▸ MATERIAL TO PROCESS
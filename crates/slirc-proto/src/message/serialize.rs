use std::fmt::{self, Display, Formatter};

use super::types::Message;

impl Display for Message {
    fn fmt(&self, f: &mut Formatter<'_>) -> fmt::Result {
        if let Some(ref prefix) = self.prefix {
            write!(f, ":{} ", prefix)?;
        }

        write!(f, "{}", self.command)?;

        for param in &self.params {
            write!(f, " {}", param)?;
        }

        if let Some(ref trailing) = self.trailing {
            write!(f, " :{}", trailing)?;
        }

        Ok(())
    }
}

impl Message {
    /// Serialize to a complete wire line, CR LF included.
    pub fn to_line(&self) -> String {
        let mut line = self.to_string();
        line.push_str("\r\n");
        line
    }
}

▸ REQUIRED WORK
Reply with every line of the material above, unaltered.

▸ PROBLEM SOLUTION
filename crates/slirc-proto/src/message/serialize.rs
use std::fmt::{self, Display, Formatter};

use super::types::Message;

impl Display for Message {
    fn fmt(&self, f: &mut Formatter<'_>) -> fmt::Result {
        if let Some(ref prefix) = self.prefix {
            write!(f, ":{} ", prefix)?;
        }

        write!(f, "{}", self.command)?;

        for param in &self.params {
            write!(f, " {}", param)?;
        }

        if let Some(ref trailing) = self.trailing {
            write!(f, " :{}", trailing)?;
        }

        Ok(())
    }
}

impl Message {
    /// Serialize to a complete wire line, CR LF included.
    pub fn to_line(&self) -> String {
        let mut line = self.to_string();
        line.push_str("\r\n");
        line
    }
}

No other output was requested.